Mika Ware
Executive VP & Chief Financial Officer at Brinker International
Capital expenditures for the quarter were approximately $80,000,000 driven by accelerated investments in kitchen equipment and capital maintenance. During the quarter, we repaid approximately $125,000,000 in funded debt, leaving only $90,000,000 remaining on our revolver from the $350,000,000 notes that matured in October, bringing our overall lease adjusted leverage ratio to 1.9 times. Our current $900,000,000 revolver expires in August of twenty twenty six. We are on track to close the refinance of the revolver during Q4, locking in ample liquidity to continue to support all of our disciplined capital allocation strategy, which is to invest in the business, pay down debt and return excess cash to the shareholders.
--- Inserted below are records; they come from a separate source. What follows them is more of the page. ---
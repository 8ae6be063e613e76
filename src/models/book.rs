//! Book model and request/response shapes.
//!
//! The `books` table holds a foreign key to `categories`; the category
//! relation is loaded separately by the service layer when building
//! responses. `in_stock` is derived at mapping time, never stored.

use chrono::{DateTime, NaiveDate, Utc};
use rust_decimal::Decimal;
use serde::{Deserialize, Serialize};
use sqlx::FromRow;
use utoipa::{IntoParams, ToSchema};
use validator::{Validate, ValidationError};

use super::category::CategoryResponse;

/// Book row as persisted
#[derive(Debug, Clone, Serialize, Deserialize, FromRow, ToSchema)]
pub struct Book {
    pub id: i64,
    pub title: String,
    pub author: String,
    pub isbn: Option<String>,
    pub description: Option<String>,
    #[schema(value_type = String)]
    pub price: Decimal,
    pub stock_quantity: i32,
    pub is_available: bool,
    pub published_date: Option<NaiveDate>,
    pub publisher: Option<String>,
    pub pages: Option<i32>,
    pub language: Option<String>,
    pub created_at: DateTime<Utc>,
    pub updated_at: DateTime<Utc>,
    pub category_id: i64,
}

impl Book {
    /// Map to the external shape with the category embedded.
    pub fn into_response(self, category: Option<CategoryResponse>) -> BookResponse {
        let in_stock = self.stock_quantity > 0;
        BookResponse {
            book_id: self.id,
            title: self.title,
            author: self.author,
            isbn: self.isbn,
            description: self.description,
            price: self.price,
            stock_quantity: self.stock_quantity,
            is_available: self.is_available,
            published_date: self.published_date,
            publisher: self.publisher,
            pages: self.pages,
            language: self.language,
            created_at: self.created_at,
            updated_at: self.updated_at,
            category,
            in_stock,
        }
    }

}

/// Price must be positive, with at most 8 integer and 2 fraction digits.
fn validate_price(price: &Decimal) -> Result<(), ValidationError> {
    if price.is_sign_negative() || price.is_zero() {
        return Err(ValidationError::new("price_not_positive"));
    }
    let scaled = price.normalize();
    if scaled.scale() > 2 {
        return Err(ValidationError::new("price_too_many_fraction_digits"));
    }
    if scaled.trunc() >= Decimal::from(100_000_000u64) {
        return Err(ValidationError::new("price_too_many_integer_digits"));
    }
    Ok(())
}

/// Create book request
#[derive(Debug, Clone, Deserialize, Validate, ToSchema)]
#[serde(rename_all = "camelCase")]
pub struct CreateBookRequest {
    #[validate(length(min = 2, max = 200, message = "Title must be between 2 and 200 characters"))]
    pub title: String,
    #[validate(length(min = 2, max = 100, message = "Author must be between 2 and 100 characters"))]
    pub author: String,
    #[validate(length(max = 20, message = "ISBN must not exceed 20 characters"))]
    pub isbn: Option<String>,
    #[validate(length(max = 2000, message = "Description must not exceed 2000 characters"))]
    pub description: Option<String>,
    #[schema(value_type = String)]
    #[validate(custom(function = validate_price, message = "Price must be greater than 0 with at most 8 integer and 2 fraction digits"))]
    pub price: Decimal,
    #[validate(range(min = 0, message = "Stock quantity must be at least 0"))]
    pub stock_quantity: i32,
    /// Defaults to true when omitted
    pub is_available: Option<bool>,
    pub published_date: Option<NaiveDate>,
    #[validate(length(max = 100, message = "Publisher must not exceed 100 characters"))]
    pub publisher: Option<String>,
    #[validate(range(min = 1, message = "Pages must be at least 1"))]
    pub pages: Option<i32>,
    #[validate(length(max = 50, message = "Language must not exceed 50 characters"))]
    pub language: Option<String>,
    pub category_id: i64,
}

/// Update book request.
///
/// Optional columns (isbn, description, published_date, publisher, pages,
/// language) are overwritten unconditionally, null included. `is_available`
/// is the exception: omitting it leaves the stored value untouched.
#[derive(Debug, Clone, Deserialize, Validate, ToSchema)]
#[serde(rename_all = "camelCase")]
pub struct UpdateBookRequest {
    #[validate(length(min = 2, max = 200, message = "Title must be between 2 and 200 characters"))]
    pub title: String,
    #[validate(length(min = 2, max = 100, message = "Author must be between 2 and 100 characters"))]
    pub author: String,
    #[validate(length(max = 20, message = "ISBN must not exceed 20 characters"))]
    pub isbn: Option<String>,
    #[validate(length(max = 2000, message = "Description must not exceed 2000 characters"))]
    pub description: Option<String>,
    #[schema(value_type = String)]
    #[validate(custom(function = validate_price, message = "Price must be greater than 0 with at most 8 integer and 2 fraction digits"))]
    pub price: Decimal,
    #[validate(range(min = 0, message = "Stock quantity must be at least 0"))]
    pub stock_quantity: i32,
    pub is_available: Option<bool>,
    pub published_date: Option<NaiveDate>,
    #[validate(length(max = 100, message = "Publisher must not exceed 100 characters"))]
    pub publisher: Option<String>,
    #[validate(range(min = 1, message = "Pages must be at least 1"))]
    pub pages: Option<i32>,
    #[validate(length(max = 50, message = "Language must not exceed 50 characters"))]
    pub language: Option<String>,
    pub category_id: i64,
}

/// Book search filters (admin and public search endpoints)
#[derive(Debug, Default, Deserialize, IntoParams, ToSchema)]
#[serde(rename_all = "camelCase")]
pub struct BookQuery {
    pub title: Option<String>,
    pub author: Option<String>,
    pub category_id: Option<i64>,
    pub is_available: Option<bool>,
    #[param(value_type = Option<String>)]
    pub min_price: Option<Decimal>,
    #[param(value_type = Option<String>)]
    pub max_price: Option<Decimal>,
    /// Zero-based page number (default: 0)
    pub page: Option<i64>,
    /// Page size (default: 20)
    pub size: Option<i64>,
}

impl BookQuery {
    pub fn page(&self) -> i64 {
        self.page.unwrap_or(0).max(0)
    }

    pub fn size(&self) -> i64 {
        self.size.unwrap_or(20).max(1)
    }
}

/// Book API response
#[derive(Debug, Clone, Serialize, ToSchema)]
#[serde(rename_all = "camelCase")]
pub struct BookResponse {
    pub book_id: i64,
    pub title: String,
    pub author: String,
    pub isbn: Option<String>,
    pub description: Option<String>,
    #[schema(value_type = String)]
    pub price: Decimal,
    pub stock_quantity: i32,
    pub is_available: bool,
    pub published_date: Option<NaiveDate>,
    pub publisher: Option<String>,
    pub pages: Option<i32>,
    pub language: Option<String>,
    pub created_at: DateTime<Utc>,
    pub updated_at: DateTime<Utc>,
    #[serde(skip_serializing_if = "Option::is_none")]
    pub category: Option<CategoryResponse>,
    pub in_stock: bool,
}

#[cfg(test)]
mod tests {
    use super::*;
    use crate::models::category::Category;

    fn sample_book(stock: i32) -> Book {
        let now = Utc::now();
        Book {
            id: 1,
            title: "1984".into(),
            author: "Orwell".into(),
            isbn: Some("9780451524935".into()),
            description: None,
            price: Decimal::new(1399, 2),
            stock_quantity: stock,
            is_available: true,
            published_date: None,
            publisher: None,
            pages: Some(328),
            language: Some("English".into()),
            created_at: now,
            updated_at: now,
            category_id: 7,
        }
    }

    #[test]
    fn in_stock_follows_stock_quantity() {
        assert!(sample_book(35).into_response(None).in_stock);
        assert!(!sample_book(0).into_response(None).in_stock);
    }

    #[test]
    fn response_embeds_category_when_given() {
        let now = Utc::now();
        let category = Category {
            id: 7,
            name: "Fiction".into(),
            description: None,
            is_active: true,
            created_at: now,
            updated_at: now,
            book_count: 12,
        };
        let response = sample_book(35).into_response(Some(category.into_response()));
        let embedded = response.category.expect("category embedded");
        assert_eq!(embedded.category_id, 7);
        assert_eq!(embedded.book_count, 12);
    }

    #[test]
    fn price_must_be_positive() {
        assert!(validate_price(&Decimal::new(1399, 2)).is_ok());
        assert!(validate_price(&Decimal::ZERO).is_err());
        assert!(validate_price(&Decimal::new(-100, 2)).is_err());
    }

    #[test]
    fn price_digit_limits() {
        // 3 fraction digits
        assert!(validate_price(&Decimal::new(12345, 3)).is_err());
        // 9 integer digits
        assert!(validate_price(&Decimal::from(100_000_000u64)).is_err());
        assert!(validate_price(&Decimal::from(99_999_999u64)).is_ok());
    }

    #[test]
    fn query_clamps_negative_pagination() {
        let q = BookQuery {
            page: Some(-1),
            size: Some(-1),
            ..Default::default()
        };
        assert_eq!(q.page(), 0);
        assert_eq!(q.size(), 1);

        let defaults = BookQuery::default();
        assert_eq!(defaults.page(), 0);
        assert_eq!(defaults.size(), 20);
    }

    #[test]
    fn create_request_rejects_short_title() {
        let req = CreateBookRequest {
            title: "x".into(),
            author: "Orwell".into(),
            isbn: None,
            description: None,
            price: Decimal::new(1399, 2),
            stock_quantity: 1,
            is_available: None,
            published_date: None,
            publisher: None,
            pages: None,
            language: None,
            category_id: 1,
        };
        assert!(req.validate().is_err());
    }
}
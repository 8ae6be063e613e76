//! OpenAPI documentation

use axum::Router;
use utoipa::OpenApi;
use utoipa_swagger_ui::SwaggerUi;

use crate::api::{books, categories, health, public};

#[derive(OpenApi)]
#[openapi(
    info(
        title = "Bookstore API",
        version = "0.1.0",
        description = "Bookstore catalog administration REST API",
    ),
    servers(
        (url = "/api/v1", description = "API v1")
    ),
    paths(
        // Health
        health::health_check,
        health::readiness_check,
        // Books (admin)
        books::list_books,
        books::search_books,
        books::list_books_by_category,
        books::get_book,
        books::create_book,
        books::update_book,
        books::delete_book,
        books::toggle_book_availability,
        books::update_book_stock,
        books::decrease_book_stock,
        books::increase_book_stock,
        // Categories (admin)
        categories::list_categories,
        categories::search_categories,
        categories::list_categories_for_dropdown,
        categories::get_category,
        categories::create_category,
        categories::update_category,
        categories::delete_category,
        categories::toggle_category_status,
        // Public
        public::browse_books,
        public::search_books,
        public::browse_books_by_category,
        public::get_book_details,
        public::list_active_categories,
    ),
    components(
        schemas(
            health::HealthResponse,
            crate::error::ErrorResponse,
            crate::models::book::Book,
            crate::models::book::BookResponse,
            crate::models::book::CreateBookRequest,
            crate::models::book::UpdateBookRequest,
            crate::models::category::Category,
            crate::models::category::CategoryResponse,
            crate::models::category::CreateCategoryRequest,
            crate::models::category::UpdateCategoryRequest,
        )
    ),
    tags(
        (name = "health", description = "Service health"),
        (name = "books", description = "Book catalog management"),
        (name = "categories", description = "Category management"),
        (name = "public", description = "Public catalog browsing")
    )
)]
pub struct ApiDoc;

/// Create the OpenAPI documentation router
pub fn create_openapi_router() -> Router {
    Router::new()
        .merge(SwaggerUi::new("/swagger-ui").url("/api-docs/openapi.json", ApiDoc::openapi()))
}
In terms of our expectations for the balance of the year, as noted in this morning's press release, we're raising our fiscal twenty twenty five full year guidance to include the following: annual revenues in the range of $5,330,000,000 to $5,350,000,000 adjusted diluted EPS in the range of $8.5 to $8.75 capital expenditures in the range of two sixty five million dollars to $275,000,000 Weighted average shares in the range of $46,000,000 to $46,500,000 Assumptions underlying this guidance include consideration of the macro environment, planned commodity inflation in the low single digits, wage rate inflation in the mid single digits and a tax rate in the high teens.